Aqui está em ação um dos instrumentos mais caros à esquerda: a velha argumentação ad hominem. As fontes consultadas pela revista, como se compõem de dissidentes que vivem em Miami, não mereceriam nenhuma credibilidade porque, afinal, trata-se de... dissidentes que vivem em Miami! Assim como os "agentes da CIA que capturaram e assassinaram Guevara" - como se todos os exilados em Miami pertencessem a essa categoria. Desqualifica-se, assim, toda uma comunidade - cerca de 2 milhões de pessoas -, simplesmente por fazerem parte dessa mesma comunidade de exilados. Se fosse para levar esse tipo de argumentação a sério, nenhum exilado deveria ter suas palavras levadas em conta. A começar por José Martí, herói nacional cubano, que passou boa parte de sua vida no exílio.

Sem falar que não foram "agentes da CIA", mas sim o Exército boliviano, que capturou e matou Guevara em 1967 (havia apenas um agente da CIA na operação, Félix Rodríguez, que chegou ao local onde Guevara foi fuzilado depois de sua captura e não teve qualquer participação em sua execução).

Os autores gostariam que a revista ouvisse "o outro lado" da história. O outro lado é o governo cubano. Seu ponto de vista já é por demais conhecido. Basta ler o Granma. A reportagem busca exatamente ir além da visão heroica oficial e revelar o verdadeiro Che, o Che por trás do pôster e da camiseta. E o consegue.

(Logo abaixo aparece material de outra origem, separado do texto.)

//! Observable events
//!
//! Events are explicit and typed. Covers:
//! - Startup (configuration, struct catalog)
//! - Validation calls and their verdicts

use std::fmt;

/// Observable events
#[derive(Debug, Clone, Copy, PartialEq, Eq)]
pub enum Event {
    // Startup
    /// Configuration loaded
    ConfigLoaded,
    /// Struct catalog populated
    CatalogLoaded,
    /// Single structure registered
    StructRegistered,
    /// Startup failed (FATAL)
    StartupFailed,

    // Validation
    /// Validation call begins
    ValidationStart,
    /// Definition accepted
    ValidationAccepted,
    /// Definition rejected with field errors
    ValidationRejected,
    /// Raw options could not be decoded
    OptionsMalformed,
}

impl Event {
    /// Returns the string representation of the event
    pub fn as_str(&self) -> &'static str {
        match self {
            Event::ConfigLoaded => "CONFIG_LOADED",
            Event::CatalogLoaded => "STRUCT_CATALOG_LOADED",
            Event::StructRegistered => "STRUCT_REGISTERED",
            Event::StartupFailed => "STARTUP_FAILED",
            Event::ValidationStart => "VALIDATION_BEGIN",
            Event::ValidationAccepted => "VALIDATION_ACCEPTED",
            Event::ValidationRejected => "VALIDATION_REJECTED",
            Event::OptionsMalformed => "OPTIONS_MALFORMED",
        }
    }

    /// Returns true if this event indicates a fatal condition
    pub fn is_fatal(&self) -> bool {
        matches!(self, Event::StartupFailed)
    }
}

impl fmt::Display for Event {
    fn fmt(&self, f: &mut fmt::Formatter<'_>) -> fmt::Result {
        write!(f, "{}", self.as_str())
    }
}
//! Validation error types
//!
//! Error codes (accumulated, one per offending field or element):
//! - ATTR_MISSING_REQUIRED_FIELD
//! - ATTR_INVALID_NAME_FORMAT
//! - ATTR_UNKNOWN_TYPE
//! - ATTR_STRUCT_NOT_FOUND
//! - ATTR_NON_EMPTY_LIST_REQUIRED
//! - ATTR_MUTUALLY_EXCLUSIVE_OPTIONS
//! - ATTR_VALUE_NOT_IN_ALLOWED_SET
//! - ATTR_TYPE_MISMATCH
//! - ATTR_STRUCT_DEFAULT_MISMATCH
//!
//! Precondition failure (aborts the call, nothing accumulated):
//! - ATTR_MALFORMED_OPTIONS

use serde::ser::{Serialize, SerializeStruct, Serializer};
use std::fmt;
use thiserror::Error;

use crate::options::CodecError;

/// Kinds of field-scoped validation errors
#[derive(Debug, Clone, Copy, PartialEq, Eq, Hash)]
pub enum ErrorKind {
    /// Required attribute field absent or empty
    MissingRequiredField,
    /// Name contains a character outside the allowed class
    InvalidNameFormat,
    /// Type tag outside the closed set
    UnknownType,
    /// Struct name not registered
    StructNotFound,
    /// `values` / `examples` empty or not a list
    NonEmptyListRequired,
    /// Two options that cannot be combined
    MutuallyExclusiveOptions,
    /// Default not among the allowed values
    ValueNotInAllowedSet,
    /// Value does not satisfy the declared type
    TypeMismatch,
    /// Struct default is not the empty instance
    StructDefaultMismatch,
}

impl ErrorKind {
    /// Returns the stable wire code
    pub fn code(&self) -> &'static str {
        match self {
            ErrorKind::MissingRequiredField => "ATTR_MISSING_REQUIRED_FIELD",
            ErrorKind::InvalidNameFormat => "ATTR_INVALID_NAME_FORMAT",
            ErrorKind::UnknownType => "ATTR_UNKNOWN_TYPE",
            ErrorKind::StructNotFound => "ATTR_STRUCT_NOT_FOUND",
            ErrorKind::NonEmptyListRequired => "ATTR_NON_EMPTY_LIST_REQUIRED",
            ErrorKind::MutuallyExclusiveOptions => "ATTR_MUTUALLY_EXCLUSIVE_OPTIONS",
            ErrorKind::ValueNotInAllowedSet => "ATTR_VALUE_NOT_IN_ALLOWED_SET",
            ErrorKind::TypeMismatch => "ATTR_TYPE_MISMATCH",
            ErrorKind::StructDefaultMismatch => "ATTR_STRUCT_DEFAULT_MISMATCH",
        }
    }
}

impl fmt::Display for ErrorKind {
    fn fmt(&self, f: &mut fmt::Formatter<'_>) -> fmt::Result {
        write!(f, "{}", self.code())
    }
}

/// Attribute fields an error can be scoped to
#[derive(Debug, Clone, Copy, PartialEq, Eq, Hash)]
pub enum Field {
    Name,
    TypeTag,
    StructName,
    Default,
    Values,
    Examples,
}

impl Field {
    pub fn as_str(&self) -> &'static str {
        match self {
            Field::Name => "name",
            Field::TypeTag => "type_tag",
            Field::StructName => "struct_name",
            Field::Default => "default",
            Field::Values => "values",
            Field::Examples => "examples",
        }
    }
}

impl fmt::Display for Field {
    fn fmt(&self, f: &mut fmt::Formatter<'_>) -> fmt::Result {
        write!(f, "{}", self.as_str())
    }
}

/// A single field-scoped validation error
#[derive(Debug, Clone, PartialEq, Eq)]
pub struct FieldError {
    pub field: Field,
    pub kind: ErrorKind,
    pub message: String,
}

impl FieldError {
    pub fn new(field: Field, kind: ErrorKind, message: impl Into<String>) -> Self {
        Self {
            field,
            kind,
            message: message.into(),
        }
    }

    pub fn missing(field: Field) -> Self {
        Self::new(field, ErrorKind::MissingRequiredField, "can't be blank")
    }

    pub fn type_mismatch(field: Field, expected: impl fmt::Display, actual: &str) -> Self {
        Self::new(
            field,
            ErrorKind::TypeMismatch,
            format!("expected {}, got {}", expected, actual),
        )
    }
}

impl fmt::Display for FieldError {
    fn fmt(&self, f: &mut fmt::Formatter<'_>) -> fmt::Result {
        write!(f, "{} [{}]: {}", self.field, self.kind, self.message)
    }
}

impl Serialize for FieldError {
    fn serialize<S: Serializer>(&self, serializer: S) -> Result<S::Ok, S::Error> {
        let mut state = serializer.serialize_struct("FieldError", 3)?;
        state.serialize_field("field", self.field.as_str())?;
        state.serialize_field("code", self.kind.code())?;
        state.serialize_field("message", &self.message)?;
        state.end()
    }
}

/// Precondition failures that abort a validation call
#[derive(Debug, Clone, PartialEq, Eq, Error)]
pub enum ValidateError {
    #[error("Malformed options: {0}")]
    MalformedOptions(#[from] CodecError),
}

impl ValidateError {
    /// Returns the stable wire code
    pub fn code(&self) -> &'static str {
        match self {
            ValidateError::MalformedOptions(e) => e.code(),
        }
    }
}

/// Result type for validation calls
pub type ValidateResult<T> = Result<T, ValidateError>;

Refugiando-se na afirmação de que o regime castrista é “policialesco” e não permite a livre circulação de informações, a matéria se desincumbe de entrar em contato com qualquer fonte igualmente próxima de Che mas que tivesse outra visão sobre os acontecimentos.
Notaram as aspas em "policialesco"? Pois é. Os autores dessa fábula devem acreditar que Cuba é uma democracia em que todos têm livre direito de expressar seu pensamento. Mas deixemos isso de lado, por ora. Acharam estranho que VEJA não tenha entrado em contato com qualquer fonte próxima de Che com "outra visão" sobre o personagem? Quem seria? Um dos filhos de Che, que morreu quando eram todos ainda crianças pequenas e só sabem do pai aquilo que a propaganda oficial cubana repete? Ou Fidel e Raúl Castro? A opinião desses já é sobejamente conhecida. Ah, esse pretenso jornalismo isentista, que pretende ouvir todos os lados e que cultua a neutralidade....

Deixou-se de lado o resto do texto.